Atualmente este físico (ou pelo menos este professor que se acredita físico…) é coordenador e professor do curso de extensão “Ensaios Parapsíquicos”, da UnB. “O programa do curso é um pout pourri esotérico envolvendo viagem astral, regressão a vidas passadas, kirliangrafia, chacras, interpretação de sonhos, retrocognição e outros assuntos que nos fazem imaginar como são as aulas de física que Tronconi leciona na universidade”, espanta-se o autor de “A pseudociência nas universidades brasileiras”.
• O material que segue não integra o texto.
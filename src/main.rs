// src/main.rs
use axum::{extract::Extension, middleware, Router};
use dotenv::dotenv;
use reqwest::Client;
use sqlx::sqlite::{SqliteConnectOptions, SqlitePoolOptions};
use std::collections::HashSet;
use std::env;
use std::path::PathBuf;
use std::{net::SocketAddr, str::FromStr, sync::Arc};
use tokio::{net::TcpListener, sync::RwLock};
use tower_http::{cors::CorsLayer, trace::TraceLayer};
use tracing::info;
use tracing_subscriber::EnvFilter;

mod accounts;
mod auth;
mod common;
mod logging_middleware;
mod rate_limit_middleware;
mod schools;
mod services;

use common::AppState;
use rate_limit_middleware::rate_limit_middleware;
use services::{Auth0Service, RateLimitService, SessionService};

#[tokio::main]
async fn main() -> anyhow::Result<()> {
    dotenv().ok();

    tracing_subscriber::fmt()
        .with_env_filter(
            EnvFilter::try_from_default_env().unwrap_or_else(|_| EnvFilter::new("info")),
        )
        .with_target(false)
        .init();

    // ========================================================================
    // ENVIRONMENT CONFIGURATION
    // ========================================================================

    let database_url =
        env::var("DATABASE_URL").unwrap_or_else(|_| "sqlite://volunteer_api.db".to_string());
    let base_url = env::var("BASE_URL")
        .unwrap_or_else(|_| "http://localhost:8080".to_string())
        .trim_end_matches('/')
        .to_string();

    // Parse admin emails from comma-separated env var
    let admin_emails: HashSet<String> = env::var("ADMIN_EMAILS")
        .unwrap_or_default()
        .split(',')
        .map(|s| s.trim().to_lowercase())
        .filter(|s| !s.is_empty())
        .collect();

    info!(count = admin_emails.len(), "Loaded admin emails");

    // ========================================================================
    // DATABASE SETUP
    // ========================================================================

    if let Some(path_part) = database_url.strip_prefix("sqlite://") {
        let path_without_params = path_part.split('?').next().unwrap_or("");
        if !path_without_params.is_empty() && !path_without_params.starts_with(':') {
            let db_path = PathBuf::from(path_without_params);
            if let Some(parent) = db_path.parent() {
                if !parent.as_os_str().is_empty() {
                    tokio::fs::create_dir_all(parent).await?;
                }
            }
        }
    }

    let connect_options = SqliteConnectOptions::from_str(&database_url)?.create_if_missing(true);
    let pool = SqlitePoolOptions::new()
        .connect_with(connect_options)
        .await?;

    common::migrations::run_migrations(&pool).await?;

    // ========================================================================
    // SERVICE INITIALIZATION
    // ========================================================================

    let http_client = Client::builder()
        .timeout(std::time::Duration::from_secs(30))
        .no_proxy()
        .build()?;

    let auth0 = Arc::new(Auth0Service::from_env(&base_url, http_client.clone())?);
    info!("Auth0Service initialized");

    let sessions = Arc::new(SessionService::new());
    SessionService::start_cleanup_task(sessions.clone());
    info!("SessionService initialized, cleanup task started");

    let rate_limit_service = Arc::new(RateLimitService::new());
    {
        let limiter = rate_limit_service.clone();
        tokio::spawn(async move {
            let mut interval = tokio::time::interval(std::time::Duration::from_secs(300));
            loop {
                interval.tick().await;
                limiter.cleanup_expired().await;
            }
        });
    }
    info!("RateLimitService initialized, cleanup task started");

    // ========================================================================
    // APPLICATION STATE
    // ========================================================================

    let app_state = AppState {
        db: pool,
        http: http_client,
        base_url,
        admin_emails,
        auth0,
        sessions,
        rate_limit_service: rate_limit_service.clone(),
    };

    let shared = Arc::new(RwLock::new(app_state));

    // ========================================================================
    // ROUTER COMPOSITION
    // ========================================================================

    let app = Router::new()
        .merge(auth::auth_routes())
        .merge(accounts::accounts_routes())
        .merge(schools::schools_routes())
        .layer(middleware::from_fn(logging_middleware::log_request_response))
        .layer(middleware::from_fn(rate_limit_middleware))
        .layer(Extension(rate_limit_service))
        .layer(Extension(shared.clone()))
        .layer({
            let cors_origins = env::var("CORS_ORIGINS")
                .unwrap_or_else(|_| "http://localhost:3000,http://localhost:5173".to_string());

            let origins: Vec<axum::http::HeaderValue> = cors_origins
                .split(',')
                .filter_map(|origin| origin.trim().parse().ok())
                .collect();

            CorsLayer::new()
                .allow_origin(origins)
                .allow_methods([
                    axum::http::Method::GET,
                    axum::http::Method::POST,
                    axum::http::Method::PUT,
                    axum::http::Method::DELETE,
                    axum::http::Method::OPTIONS,
                ])
                .allow_headers([axum::http::header::CONTENT_TYPE])
                .allow_credentials(true)
        })
        .layer(TraceLayer::new_for_http());

    // ========================================================================
    // SERVER STARTUP
    // ========================================================================

    let port = env::var("PORT")
        .ok()
        .and_then(|p| p.parse::<u16>().ok())
        .unwrap_or(8080);

    let addr = SocketAddr::from(([0, 0, 0, 0], port));
    info!("Listening on {}", addr);
    let listener = TcpListener::bind(addr).await?;
    axum::serve(
        listener,
        app.into_make_service_with_connect_info::<SocketAddr>(),
    )
    .await?;

    Ok(())
}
O que Widson propõe não é uma inquisição contra os pseudocientistas, mas “o estabelecimento de políticas vindas de dentro dos comitês universitários, que restrinjam o impacto de pesquisas levianas”. Pretende que os núcleos de pesquisa “sejam julgados periodicamente por sua produção científica, publicada em revistas indexadas e que isso determine seu subsidiamento pela universidade pública” e ainda que “cursos de extensão e pós-graduação em terapias médicas alternativas promovidas pelas ciências da saúde sejam julgados e aprovados por comitês multidisciplinares” para atestar “a cientifidade e segurança das técnicas ensinadas”. Uma proposta que não se contrapõe à indicada por Galileu que, em 1623, escreveu n’O Ensaiador que ”..a inteligência humana deve voltar-se à descoberta do extraordinário e ao fora de limite”. Ou seja, partir da ignorância para o conhecimento.